Buyers Don't Want Transparency — They Want Trust

There's a common instinct among vendors to offer maximum transparency on pricing in order to build trust with buyers. We'd push back on that framing.

Buyers aren't looking for transparency. They're looking for vendors they can trust, and those are different things. What a buyer really wants to know is: can this vendor deliver the outputs I need, and can they prove it to me beyond any doubt?

Locking yourself into a rigid pricing structure doesn't make you more trustworthy. It just limits your ability to adapt. And in a space where product capabilities can shift significantly in a matter of weeks, committing contractually to a rate card that may be commercially suboptimal in three months serves nobody, least of all the client relationship you're trying to protect.


Rate Cards vs. Bundling — Don't Conflate Them

This is one of the most important distinctions in credit-based selling, and it's one that often gets muddled in commercial conversations.

A rate card defines what an action or deliverable is worth in credits. It's a product and pricing tool.

Bundling is a sales tool for selling credits at volume. It's how you structure deals.

These are not the same thing, and treating them as interchangeable creates real problems, particularly when dealing with large enterprise accounts.

Enterprise clients will often expect a lower effective rate given their scale. That's fine. But the answer isn't to give them a different rate card. The answer is to adjust the credit allocation. If a client feels that 5 credits for a report pull is too high at their volume, you don't change what the action is worth. You sell them double the credits for the same price. That's a bundling conversation. That's a sales job.

The rate card stays intact. The deal gets done. Your pricing architecture remains consistent.

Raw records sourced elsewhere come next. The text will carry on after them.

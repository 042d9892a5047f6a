//! Error types surfaced by the collector.
//!
//! Only recoverable conditions are represented here. Heap corruption
//! (double free, arena/kind mismatch, sweeping while marking) is reported
//! through assertions instead.

use crate::compartment::CompartmentId;
use crate::config::ConfigError;
use crate::kind::AllocKind;
use crate::weak::WeakMapId;
use thiserror::Error;

/// Errors returned by allocation, field access and compartment operations.
#[derive(Debug, Clone, PartialEq, Error)]
pub enum GcError {
    /// The heap quota is still exceeded after a last-ditch collection, or
    /// the platform refused to map another chunk.
    #[error("out of memory allocating {requested_kind:?} ({gc_bytes} of {max_bytes} bytes in use)")]
    OutOfMemory {
        /// Kind whose allocation failed.
        requested_kind: AllocKind,
        /// Runtime heap bytes at the time of the failure.
        gc_bytes: usize,
        /// Configured heap limit.
        max_bytes: usize,
    },

    /// The page allocator could not map a new chunk.
    #[error("failed to map a new chunk")]
    ChunkAllocationFailed,

    /// The compartment was destroyed or never existed.
    #[error("unknown compartment {0:?}")]
    UnknownCompartment(CompartmentId),

    /// The cell does not address a live thing in this runtime.
    #[error("cell does not address an allocated thing")]
    InvalidCell,

    /// The weak map was destroyed or never existed.
    #[error("unknown weak map {0:?}")]
    UnknownWeakMap(WeakMapId),

    /// A field index past the end of the thing.
    #[error("field index {index} out of bounds for a thing of {words} words")]
    FieldOutOfBounds {
        /// Requested word index.
        index: usize,
        /// Number of words in the thing.
        words: usize,
    },

    /// The operation is not allowed while a collection is running.
    #[error("a collection is already in progress")]
    CollectionInProgress,

    /// The background helper thread could not be started.
    #[error("background helper thread unavailable")]
    HelperUnavailable,

    /// The runtime was created with an invalid configuration.
    #[error("invalid configuration: {0}")]
    InvalidConfig(#[from] ConfigError),
}

/// Result alias for collector operations.
pub type GcResult<T> = Result<T, GcError>;

#[cfg(test)]
mod tests {
    use super::*;

    #[test]
    fn test_oom_message_mentions_kind_and_bytes() {
        let err = GcError::OutOfMemory {
            requested_kind: AllocKind::Object4,
            gc_bytes: 4096,
            max_bytes: 8192,
        };
        let msg = err.to_string();
        assert!(msg.contains("Object4"));
        assert!(msg.contains("4096 of 8192"));
    }

    #[test]
    fn test_field_out_of_bounds_message() {
        let err = GcError::FieldOutOfBounds { index: 9, words: 4 };
        assert_eq!(
            err.to_string(),
            "field index 9 out of bounds for a thing of 4 words"
        );
    }
}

Credits Are the Ultimate Reflection of Usage vs. Value

Here's the core commercial logic of credit-based pricing, and it's worth stating plainly: credits are a direct, honest mirror of usage and value.

If a customer buys credits and doesn't use them, they'll churn. If they use them but don't see the value, they'll also churn. The model only works, for both sides, if the pricing is fair and the product genuinely delivers.

That's actually a feature, not a bug. It keeps you honest as a vendor. You're not incentivised to inflate your rate card, because an unfair rate card accelerates churn. You're not incentivised to obscure usage, because the model falls apart if customers don't see value. Credits align vendor and customer interests in a way that seat-based pricing simply doesn't.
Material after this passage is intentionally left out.